Looking back at previous wars that caused oil price shocks, it shows that they have a rather limited impact on the trend of precious metal prices. However, when those wars and oil price shocks lead to economic recession, precious metal prices often weaken significantly and according to Heraeus's precious metal analysts, the risk of recession is now entirely possible.

The two oil shocks in the 1970s took place in the context that the precious metal market was in an upward cycle, and prices continued to rise after the oil shock. However, when the US economy fell into recession, precious metal prices peaked and then reversed downwards.
Meanwhile, the Gulf War in 1990 occurred when precious metal prices were falling and this trend continued due to the war coinciding with the economic recession.
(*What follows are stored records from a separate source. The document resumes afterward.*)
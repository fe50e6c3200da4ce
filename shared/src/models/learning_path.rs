//! Learning path models

use chrono::{DateTime, Utc};
use rust_decimal::Decimal;
use serde::{Deserialize, Serialize};

/// Learning path status
#[derive(Debug, Clone, Copy, Serialize, Deserialize, PartialEq, Eq)]
#[serde(rename_all = "snake_case")]
#[cfg_attr(feature = "sqlx", derive(sqlx::Type))]
#[cfg_attr(feature = "sqlx", sqlx(type_name = "path_status", rename_all = "snake_case"))]
pub enum PathStatus {
    Draft,
    Active,
    Archived,
}

/// Assignment status of a path for one user
#[derive(Debug, Clone, Copy, Serialize, Deserialize, PartialEq, Eq)]
#[serde(rename_all = "snake_case")]
#[cfg_attr(feature = "sqlx", derive(sqlx::Type))]
#[cfg_attr(feature = "sqlx", sqlx(type_name = "assignment_status", rename_all = "snake_case"))]
pub enum AssignmentStatus {
    Assigned,
    InProgress,
    Completed,
    Overdue,
}

/// Path progress over its required courses, rounded to 2 decimals
pub fn path_progress(completed_required: i64, total_required: i64) -> Decimal {
    if total_required <= 0 {
        return Decimal::ZERO;
    }
    let completed = completed_required.clamp(0, total_required);
    (Decimal::from(completed) * Decimal::from(100) / Decimal::from(total_required)).round_dp(2)
}

/// Status derived from progress and due date
pub fn assignment_status(
    progress: Decimal,
    due_date: Option<DateTime<Utc>>,
    now: DateTime<Utc>,
) -> AssignmentStatus {
    if progress >= Decimal::from(100) {
        return AssignmentStatus::Completed;
    }
    if due_date.is_some_and(|due| due < now) {
        return AssignmentStatus::Overdue;
    }
    if progress > Decimal::ZERO {
        AssignmentStatus::InProgress
    } else {
        AssignmentStatus::Assigned
    }
}

/// A path course stays locked until the course at position `unlock_after` is complete
pub fn is_course_locked(unlock_after: Option<i32>, completed_orders: &[i32]) -> bool {
    match unlock_after {
        Some(order) => !completed_orders.contains(&order),
        None => false,
    }
}

#[cfg(test)]
mod tests {
    use super::*;
    use chrono::Duration;

    #[test]
    fn test_path_progress() {
        assert_eq!(path_progress(1, 4), Decimal::from(25));
        assert_eq!(path_progress(0, 0), Decimal::ZERO);
    }

    #[test]
    fn test_assignment_status() {
        let now = Utc::now();
        let past = Some(now - Duration::days(1));
        let future = Some(now + Duration::days(1));

        assert_eq!(
            assignment_status(Decimal::from(100), past, now),
            AssignmentStatus::Completed
        );
        assert_eq!(
            assignment_status(Decimal::from(50), past, now),
            AssignmentStatus::Overdue
        );
        assert_eq!(
            assignment_status(Decimal::from(50), future, now),
            AssignmentStatus::InProgress
        );
        assert_eq!(
            assignment_status(Decimal::ZERO, None, now),
            AssignmentStatus::Assigned
        );
    }

    #[test]
    fn test_course_lock() {
        assert!(!is_course_locked(None, &[]));
        assert!(is_course_locked(Some(1), &[]));
        assert!(!is_course_locked(Some(1), &[1, 2]));
    }
}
Conversely, the conflict in Ukraine in 2022 and the war in Iraq in 2003 both occurred about two years after the economic recession periods. At that time, the global economy was still in the process of recovery, so the oil price shock did not lead to a new recession.
Analysts believe that if a recession occurs, the prices of platinum (PGMs) and silver will be more negatively affected than gold due to higher industrial use.
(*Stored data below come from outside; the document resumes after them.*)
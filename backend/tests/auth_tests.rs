//! Authentication and authorization rule tests
//!
//! Property-based and unit tests for:
//! - Role grants and permission strings
//! - Supervisor detection and login eligibility
//! - Account and course field validation

use proptest::prelude::*;
use shared::models::{
    can_login, is_supervisor, Action, DocumentType, Resource, UserRole, UserStatus,
    SUPERVISOR_PROFILES,
};
use shared::validation::{
    validate_course_code, validate_document_number, validate_email, validate_password,
    validate_phone,
};

// ============================================================================
// Property Test Strategies
// ============================================================================

fn role_strategy() -> impl Strategy<Value = UserRole> {
    prop_oneof![
        Just(UserRole::Admin),
        Just(UserRole::Supervisor),
        Just(UserRole::Instructor),
        Just(UserRole::Worker),
        Just(UserRole::Auditor),
    ]
}

const RESOURCES: [&str; 8] = [
    "users",
    "courses",
    "enrollments",
    "assessments",
    "certificates",
    "learning_paths",
    "notifications",
    "reports",
];

const ACTIONS: [&str; 7] = ["view", "create", "edit", "delete", "assign", "grade", "export"];

// ============================================================================
// Property-Based Tests
// ============================================================================

proptest! {
    /// Every permission string is `resource:action` over known names
    #[test]
    fn test_permission_strings_well_formed(role in role_strategy()) {
        for permission in role.permissions() {
            let (resource, action) = permission.split_once(':').unwrap();
            prop_assert!(RESOURCES.contains(&resource), "unknown resource {}", resource);
            prop_assert!(ACTIONS.contains(&action), "unknown action {}", action);
        }
    }

    /// No role holds a permission the admin lacks
    #[test]
    fn test_admin_is_superset(role in role_strategy()) {
        let admin = UserRole::Admin.permissions();
        for permission in role.permissions() {
            prop_assert!(admin.contains(&permission));
        }
    }

    /// Supervisor roles are supervisors whatever their profile
    #[test]
    fn test_supervisor_roles(profile in proptest::option::of("[A-Z_]{3,12}")) {
        prop_assert!(is_supervisor(UserRole::Admin, profile.as_deref()));
        prop_assert!(is_supervisor(UserRole::Supervisor, profile.as_deref()));
    }

    /// Generated addresses of the usual shape validate
    #[test]
    fn test_valid_emails(local in "[a-z][a-z0-9.]{0,15}", domain in "[a-z]{2,10}\\.[a-z]{2,4}") {
        let email = format!("{}@{}", local, domain);
        prop_assert!(validate_email(&email).is_ok());
    }

    /// Citizen IDs are 6-10 digits
    #[test]
    fn test_citizen_id_lengths(number in "[0-9]{1,14}") {
        let ok = (6..=10).contains(&number.len());
        prop_assert_eq!(
            validate_document_number(DocumentType::CitizenId, &number).is_ok(),
            ok
        );
    }
}

// ============================================================================
// Unit Tests
// ============================================================================

#[test]
fn test_admin_has_every_permission() {
    let admin = UserRole::Admin.permissions();
    assert_eq!(admin.len(), RESOURCES.len() * ACTIONS.len());
    assert!(admin.contains(&"certificates:delete".to_string()));
}

#[test]
fn test_worker_has_no_grants() {
    assert!(UserRole::Worker.permissions().is_empty());
}

#[test]
fn test_role_grants() {
    let instructor = UserRole::Instructor.permissions();
    assert!(instructor.contains(&"assessments:grade".to_string()));
    assert!(!instructor.contains(&"users:view".to_string()));

    let supervisor = UserRole::Supervisor.permissions();
    assert!(supervisor.contains(&"learning_paths:assign".to_string()));
    assert!(supervisor.contains(&"reports:export".to_string()));
    assert!(!supervisor.contains(&"courses:edit".to_string()));

    let auditor = UserRole::Auditor.permissions();
    assert!(auditor.contains(&"certificates:view".to_string()));
    assert!(!auditor.contains(&"enrollments:assign".to_string()));
}

#[test]
fn test_resource_and_action_names() {
    assert_eq!(Resource::LearningPath.as_str(), "learning_paths");
    assert_eq!(Action::Export.as_str(), "export");
}

#[test]
fn test_supervisor_by_job_profile() {
    for profile in SUPERVISOR_PROFILES {
        assert!(is_supervisor(UserRole::Worker, Some(profile)));
    }
    assert!(is_supervisor(UserRole::Worker, Some(" jefe_cuadrilla ")));
    assert!(!is_supervisor(UserRole::Worker, Some("OPERARIO")));
    assert!(!is_supervisor(UserRole::Instructor, None));
}

#[test]
fn test_only_active_users_login() {
    assert!(can_login(UserStatus::Active));
    assert!(!can_login(UserStatus::Inactive));
    assert!(!can_login(UserStatus::Suspended));
}

#[test]
fn test_email_validation() {
    assert!(validate_email("operario@empresa.co").is_ok());
    assert!(validate_email("sin-arroba.co").is_err());
    assert!(validate_email("@empresa.co").is_err());
    assert!(validate_email("a@empresa").is_err());
    assert!(validate_email("a b@empresa.co").is_err());
}

#[test]
fn test_password_validation() {
    assert!(validate_password("seguro123").is_ok());
    assert_eq!(
        validate_password("abc12"),
        Err("Password must be at least 8 characters")
    );
    assert_eq!(validate_password("12345678"), Err("Password must contain a letter"));
    assert_eq!(validate_password("abcdefgh"), Err("Password must contain a digit"));
}

#[test]
fn test_document_validation() {
    assert!(validate_document_number(DocumentType::IdentityCard, "1012345678").is_ok());
    assert!(validate_document_number(DocumentType::IdentityCard, "123456").is_err());
    assert!(validate_document_number(DocumentType::Passport, "AB123456").is_ok());
    assert!(validate_document_number(DocumentType::ForeignerId, "E-1234").is_err());
}

#[test]
fn test_phone_validation() {
    assert!(validate_phone("+57 300 123 4567").is_ok());
    assert!(validate_phone("300-1234").is_ok());
    assert!(validate_phone("12345").is_err());
    assert!(validate_phone("300 abc 4567").is_err());
}

#[test]
fn test_course_code_validation() {
    assert!(validate_course_code("SEG-ALT-001").is_ok());
    assert!(validate_course_code("AB").is_err());
    assert!(validate_course_code("seg-alt").is_err());
    assert!(validate_course_code("-SEG").is_err());
}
These two metals depend heavily on industrial demand. Therefore, when the economy weakens, reduced demand will put greater pressure on prices than gold," the report said.
According to Heraeus, although US GDP growth has remained quite solid in the past 12 months, the situation is currently quite fragile as job data is not positive, although the unemployment rate remains stable.
Higher energy costs will continue to push prices up for both businesses and consumers - who are already under great pressure from living costs," analysts said.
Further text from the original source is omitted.